Que signifie réellement "Développement durable" (synonymes : "développement soutenu", "développement soutenable",
La "développement durable" représente, en fin de compte, la capacité de la société humaine à
satisfait les exigences actuelles (de la génération présente), sans compromettre les chances de développement (aussi réelles que
durable) et des générations futures. Ainsi se fondent les concepts concernant le développement qui peut conduire à
prosperité, si : 1) les ressources naturelles se régénèrent ; 2) l'environnement est protégé ; 3) les normes morales sont respectées
(ale ecoeticii).
Le paradigme du développement durable, problème essentiel pour l'ensemble de l'humanité, repose sur l'expansion
poursuivre les options individuelles, les principales étant celles pour une vie saine et longue, une éducation adéquate
et un niveau de vie décent.

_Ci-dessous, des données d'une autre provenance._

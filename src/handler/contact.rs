//! Contact form submission handler

use std::sync::Arc;

use chrono::Utc;
use http_body_util::Full;
use hyper::body::Bytes;
use hyper::{Response, StatusCode};
use serde::Serialize;

use crate::config::AppState;
use crate::contact::{parse_form, ContactForm, ContactSubmission, FieldError, CONTACT_COLLECTION};
use crate::http::json_response;
use crate::logger;
use crate::store::{Persistence, StoreError};

#[derive(Serialize)]
struct ValidationFailure {
    detail: Vec<FieldError>,
}

/// Where an accepted submission ended up
#[derive(Debug, Clone, Copy, PartialEq, Eq)]
pub enum StorageOutcome {
    Stored,
    KeptInMemory,
}

/// POST /api/contact
pub async fn handle_contact(body: &[u8], state: &Arc<AppState>) -> Response<Full<Bytes>> {
    let form: ContactForm = match parse_form(body) {
        Ok(form) => form,
        Err(detail) => {
            return json_response(
                StatusCode::UNPROCESSABLE_ENTITY,
                &ValidationFailure { detail },
            )
        }
    };

    // Store I/O is blocking; keep it off the async worker threads
    let submission = ContactSubmission::new(form, Utc::now());
    let worker_state = Arc::clone(state);
    let stored =
        tokio::task::spawn_blocking(move || store_submission(submission, &worker_state)).await;
    if let Err(e) = stored {
        logger::log_error(&format!("[Contact] Storage task failed: {e}"));
    }

    json_response(StatusCode::OK, &serde_json::json!({ "status": "ok" }))
}

/// Write a submission to exactly one place: the document store when it takes
/// the insert, the in-memory fallback otherwise. Failures are logged, not returned.
pub fn store_submission(submission: ContactSubmission, state: &AppState) -> StorageOutcome {
    if let Persistence::Ready(store) = &state.persistence {
        let inserted = submission
            .to_document()
            .map_err(StoreError::from)
            .and_then(|doc| store.insert_one(CONTACT_COLLECTION, &doc));
        match inserted {
            Ok(()) => {
                logger::log_contact_stored(store.name());
                return StorageOutcome::Stored;
            }
            Err(e) => logger::log_warning(&format!("[Contact] Database insert failed: {e}")),
        }
    }

    let held = state.fallback.append(submission);
    logger::log_contact_kept_in_memory(held);
    StorageOutcome::KeptInMemory
}

#[cfg(test)]
mod tests {
    use super::*;
    use crate::config::Config;
    use crate::store::{DocumentStore, JsonLinesStore};
    use http_body_util::BodyExt;
    use std::sync::{mpsc, Mutex};
    use std::time::Duration;
    use tempfile::TempDir;

    const VALID: &[u8] = br#"{"name":"Jo","email":"jo@example.com","message":"Hello there"}"#;

    fn config() -> Config {
        Config::load_with("no-such-config", |_| None).unwrap()
    }

    fn submission() -> ContactSubmission {
        ContactSubmission::new(
            ContactForm {
                name: "Jo".to_string(),
                email: "jo@example.com".to_string(),
                company: Some("Acme".to_string()),
                message: "Hello there".to_string(),
            },
            Utc::now(),
        )
    }

    async fn body_json(resp: Response<Full<Bytes>>) -> serde_json::Value {
        let bytes = resp.into_body().collect().await.unwrap().to_bytes();
        serde_json::from_slice(&bytes).unwrap()
    }

    #[tokio::test]
    async fn test_valid_submission_kept_in_memory_without_database() {
        let state = Arc::new(AppState::with_persistence(&config(), Persistence::Missing));
        let resp = handle_contact(VALID, &state).await;

        assert_eq!(resp.status(), StatusCode::OK);
        assert_eq!(body_json(resp).await, serde_json::json!({"status": "ok"}));

        let held = state.fallback.snapshot();
        assert_eq!(held.len(), 1);
        assert_eq!(held[0].name, "Jo");
        assert!(held[0].created_at <= Utc::now());
    }

    #[tokio::test]
    async fn test_invalid_submission_has_no_side_effect() {
        let state = Arc::new(AppState::with_persistence(&config(), Persistence::Missing));
        let resp = handle_contact(
            br#"{"name":"J","email":"jo@example.com","message":"Hello there"}"#,
            &state,
        )
        .await;

        assert_eq!(resp.status(), StatusCode::UNPROCESSABLE_ENTITY);
        let body = body_json(resp).await;
        assert_eq!(body["detail"][0]["loc"], serde_json::json!(["body", "name"]));
        assert!(state.fallback.is_empty());
    }

    #[test]
    fn test_ready_store_takes_the_insert() {
        let tmp = TempDir::new().unwrap();
        let store = Arc::new(JsonLinesStore::open(tmp.path().to_str().unwrap(), "energy"));
        let handle: Arc<dyn DocumentStore> = store.clone();
        let state = AppState::with_persistence(&config(), Persistence::Ready(handle));

        assert_eq!(store_submission(submission(), &state), StorageOutcome::Stored);
        assert!(state.fallback.is_empty());

        let docs = store.documents(CONTACT_COLLECTION).unwrap();
        assert_eq!(docs.len(), 1);
        assert_eq!(docs[0]["company"], "Acme");
        assert!(docs[0]["created_at"].as_str().is_some());
    }

    #[test]
    fn test_failed_insert_falls_back_to_memory() {
        let tmp = TempDir::new().unwrap();
        let blocker = tmp.path().join("blocker");
        std::fs::write(&blocker, "not a directory").unwrap();
        let store = Arc::new(JsonLinesStore::open(blocker.to_str().unwrap(), "energy"));
        let state = AppState::with_persistence(&config(), Persistence::Ready(store));

        assert_eq!(store_submission(submission(), &state), StorageOutcome::KeptInMemory);
        assert_eq!(state.fallback.len(), 1);
    }

    #[test]
    fn test_uninitialized_database_falls_back_to_memory() {
        let state = AppState::with_persistence(&config(), Persistence::Uninitialized);
        assert_eq!(store_submission(submission(), &state), StorageOutcome::KeptInMemory);
        assert_eq!(state.fallback.len(), 1);
    }

    /// Store whose insert blocks until the test releases it
    struct GatedStore {
        entered: Mutex<mpsc::Sender<()>>,
        release: Mutex<mpsc::Receiver<()>>,
    }

    impl DocumentStore for GatedStore {
        fn name(&self) -> &str {
            "gated"
        }

        fn insert_one(&self, _: &str, _: &serde_json::Value) -> Result<(), StoreError> {
            let _ = self.entered.lock().unwrap().send(());
            self.release
                .lock()
                .unwrap()
                .recv_timeout(Duration::from_secs(2))
                .map_err(|_| StoreError::InvalidCollection("insert was never released".to_string()))
        }

        fn list_collection_names(&self) -> Result<Vec<String>, StoreError> {
            Ok(Vec::new())
        }
    }

    #[tokio::test]
    async fn test_slow_store_does_not_block_the_runtime() {
        let (entered_tx, entered_rx) = mpsc::channel();
        let (release_tx, release_rx) = mpsc::channel();
        let store = GatedStore {
            entered: Mutex::new(entered_tx),
            release: Mutex::new(release_rx),
        };
        let state = Arc::new(AppState::with_persistence(
            &config(),
            Persistence::Ready(Arc::new(store)),
        ));

        let pending = tokio::spawn({
            let state = Arc::clone(&state);
            async move { handle_contact(VALID, &state).await.status() }
        });

        // The single-threaded test runtime keeps running while the insert waits
        let mut entered = false;
        for _ in 0..100 {
            if entered_rx.try_recv().is_ok() {
                entered = true;
                break;
            }
            tokio::time::sleep(Duration::from_millis(10)).await;
        }
        assert!(entered, "insert never started");
        release_tx.send(()).unwrap();

        assert_eq!(pending.await.unwrap(), StatusCode::OK);
        assert!(state.fallback.is_empty());
    }
}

En plus de cela, la société doit offrir des opportunités de participation et d'affirmation dans
la vie politique et la réalisation des droits de l'homme, des libertés individuelles.
Le concept de développement durable prévoit d'assurer un équilibre dynamique entre les composants
Capital naturel (CN) qui représente les systèmes écologiques naturels et semi-naturels, d'une part, et le capital
Systèmes Socio-Économiques (CSSE), représenté par les établissements humains, le capital social, les composants
Le sous-système économique, d'autre part, Évidemment, le CN constitue la base du CSSE. Cette axiomatique intègre
la dimension humaine de l'environnement et se concentre sur les relations entre les composants CN et CSSE.
Documentul de bază ale Conferinţei de la Rio de Janeiro - „Planul de acţiuni la nivel mondial pentru mileniul
III", connu sous le nom de « Agenda 21 », comprend les obligations politiques et morales des États dans le domaine
développement, de la collaboration économique à long terme. Ce document développe les idées lancées en 1972, puis en 1987
par la Commission Mondiale de l'ONU pour l'environnement et le développement dans le Rapport « Notre avenir commun ».
avenir commun"), connu également sous le nom de "Rapport Brundtland".
L'adoption et la promotion des principes de l'« Agenda 21 » est un devoir de tous les États membres de l'ONU.
la majorité d'entre eux ont élaboré et mettent déjà en œuvre les stratégies nationales respectives (en 2000, la République de Moldavie
a élaboré "Stratégie Nationale pour le Développement Durable : Moldova XXI", approuvée par décret présidentiel
et une décision du gouvernement). Ces stratégies représentent des documents officiels complexes, une approche qui s'identifie,
se mesure et se décrit en paramètres de développement des systèmes socio-économiques, en tenant compte du potentiel
CN et de la protection de l'environnement. Pour les États en transition économique, la stratégie de développement durable
représente l'option fondamentale qui leur offre une chance unique, mais réelle, de résoudre divers problèmes
économiques et, également, dans l'assurance du fonctionnement réel et durable de la Noosphère.